* [TRY IT]: Type out the entries again, keeping every word unchanged.

* [SUPPLIED RECORDS]:
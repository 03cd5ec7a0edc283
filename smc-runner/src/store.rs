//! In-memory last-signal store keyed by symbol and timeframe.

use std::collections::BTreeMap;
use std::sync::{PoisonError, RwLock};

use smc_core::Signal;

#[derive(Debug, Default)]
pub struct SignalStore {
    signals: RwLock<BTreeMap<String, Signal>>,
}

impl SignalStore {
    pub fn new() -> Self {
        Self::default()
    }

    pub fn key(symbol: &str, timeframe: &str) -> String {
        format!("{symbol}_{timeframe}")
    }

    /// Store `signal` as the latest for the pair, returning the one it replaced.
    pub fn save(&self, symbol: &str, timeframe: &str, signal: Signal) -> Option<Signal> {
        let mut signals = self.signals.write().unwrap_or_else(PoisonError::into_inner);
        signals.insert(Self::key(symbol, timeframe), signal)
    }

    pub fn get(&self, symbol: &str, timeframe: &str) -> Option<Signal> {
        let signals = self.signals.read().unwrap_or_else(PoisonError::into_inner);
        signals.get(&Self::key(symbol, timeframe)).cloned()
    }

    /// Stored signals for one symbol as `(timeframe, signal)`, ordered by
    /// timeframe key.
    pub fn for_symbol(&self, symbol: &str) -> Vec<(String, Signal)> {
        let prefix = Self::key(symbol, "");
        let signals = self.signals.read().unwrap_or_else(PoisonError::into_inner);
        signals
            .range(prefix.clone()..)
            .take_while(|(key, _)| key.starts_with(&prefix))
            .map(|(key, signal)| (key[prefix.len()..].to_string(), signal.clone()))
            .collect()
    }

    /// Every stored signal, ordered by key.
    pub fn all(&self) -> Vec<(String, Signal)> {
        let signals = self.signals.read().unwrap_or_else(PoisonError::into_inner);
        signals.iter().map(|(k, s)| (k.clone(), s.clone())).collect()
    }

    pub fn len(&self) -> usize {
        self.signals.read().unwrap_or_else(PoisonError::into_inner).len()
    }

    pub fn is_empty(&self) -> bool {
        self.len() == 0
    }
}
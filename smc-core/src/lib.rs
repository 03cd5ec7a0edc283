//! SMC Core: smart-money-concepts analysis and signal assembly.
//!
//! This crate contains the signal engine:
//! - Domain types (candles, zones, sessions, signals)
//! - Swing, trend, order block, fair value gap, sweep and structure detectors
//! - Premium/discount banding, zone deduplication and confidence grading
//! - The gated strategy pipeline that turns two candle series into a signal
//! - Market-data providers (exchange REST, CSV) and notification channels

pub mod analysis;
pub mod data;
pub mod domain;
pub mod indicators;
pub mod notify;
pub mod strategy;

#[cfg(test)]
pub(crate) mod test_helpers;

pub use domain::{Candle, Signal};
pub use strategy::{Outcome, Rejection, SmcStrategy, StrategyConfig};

* [SOLUTION TO THIS PROBLEM]:
repository 03cd5ec7a0edc283
filename smc-runner/src/store.rs
//! In-memory last-signal store keyed by symbol and timeframe.

use std::collections::BTreeMap;
use std::sync::{PoisonError, RwLock};

use smc_core::Signal;

#[derive(Debug, Default)]
pub struct SignalStore {
    signals: RwLock<BTreeMap<String, Signal>>,
}

impl SignalStore {
    pub fn new() -> Self {
        Self::default()
    }

    pub fn key(symbol: &str, timeframe: &str) -> String {
        format!("{symbol}_{timeframe}")
    }

    /// Store `signal` as the latest for the pair, returning the one it replaced.
    pub fn save(&self, symbol: &str, timeframe: &str, signal: Signal) -> Option<Signal> {
        let mut signals = self.signals.write().unwrap_or_else(PoisonError::into_inner);
        signals.insert(Self::key(symbol, timeframe), signal)
    }

    pub fn get(&self, symbol: &str, timeframe: &str) -> Option<Signal> {
        let signals = self.signals.read().unwrap_or_else(PoisonError::into_inner);
        signals.get(&Self::key(symbol, timeframe)).cloned()
    }

    /// Stored signals for one symbol as `(timeframe, signal)`, ordered by
    /// timeframe key.
    pub fn for_symbol(&self, symbol: &str) -> Vec<(String, Signal)> {
        let prefix = Self::key(symbol, "");
        let signals = self.signals.read().unwrap_or_else(PoisonError::into_inner);
        signals
            .range(prefix.clone()..)
            .take_while(|(key, _)| key.starts_with(&prefix))
            .map(|(key, signal)| (key[prefix.len()..].to_string(), signal.clone()))
            .collect()
    }

    /// Every stored signal, ordered by key.
    pub fn all(&self) -> Vec<(String, Signal)> {
        let signals = self.signals.read().unwrap_or_else(PoisonError::into_inner);
        signals.iter().map(|(k, s)| (k.clone(), s.clone())).collect()
    }

    pub fn len(&self) -> usize {
        self.signals.read().unwrap_or_else(PoisonError::into_inner).len()
    }

    pub fn is_empty(&self) -> bool {
        self.len() == 0
    }
}
filename smc-core/src/lib.rs
repository 03cd5ec7a0edc283
//! SMC Core: smart-money-concepts analysis and signal assembly.
//!
//! This crate contains the signal engine:
//! - Domain types (candles, zones, sessions, signals)
//! - Swing, trend, order block, fair value gap, sweep and structure detectors
//! - Premium/discount banding, zone deduplication and confidence grading
//! - The gated strategy pipeline that turns two candle series into a signal
//! - Market-data providers (exchange REST, CSV) and notification channels

pub mod analysis;
pub mod data;
pub mod domain;
pub mod indicators;
pub mod notify;
pub mod strategy;

#[cfg(test)]
pub(crate) mod test_helpers;

pub use domain::{Candle, Signal};
pub use strategy::{Outcome, Rejection, SmcStrategy, StrategyConfig};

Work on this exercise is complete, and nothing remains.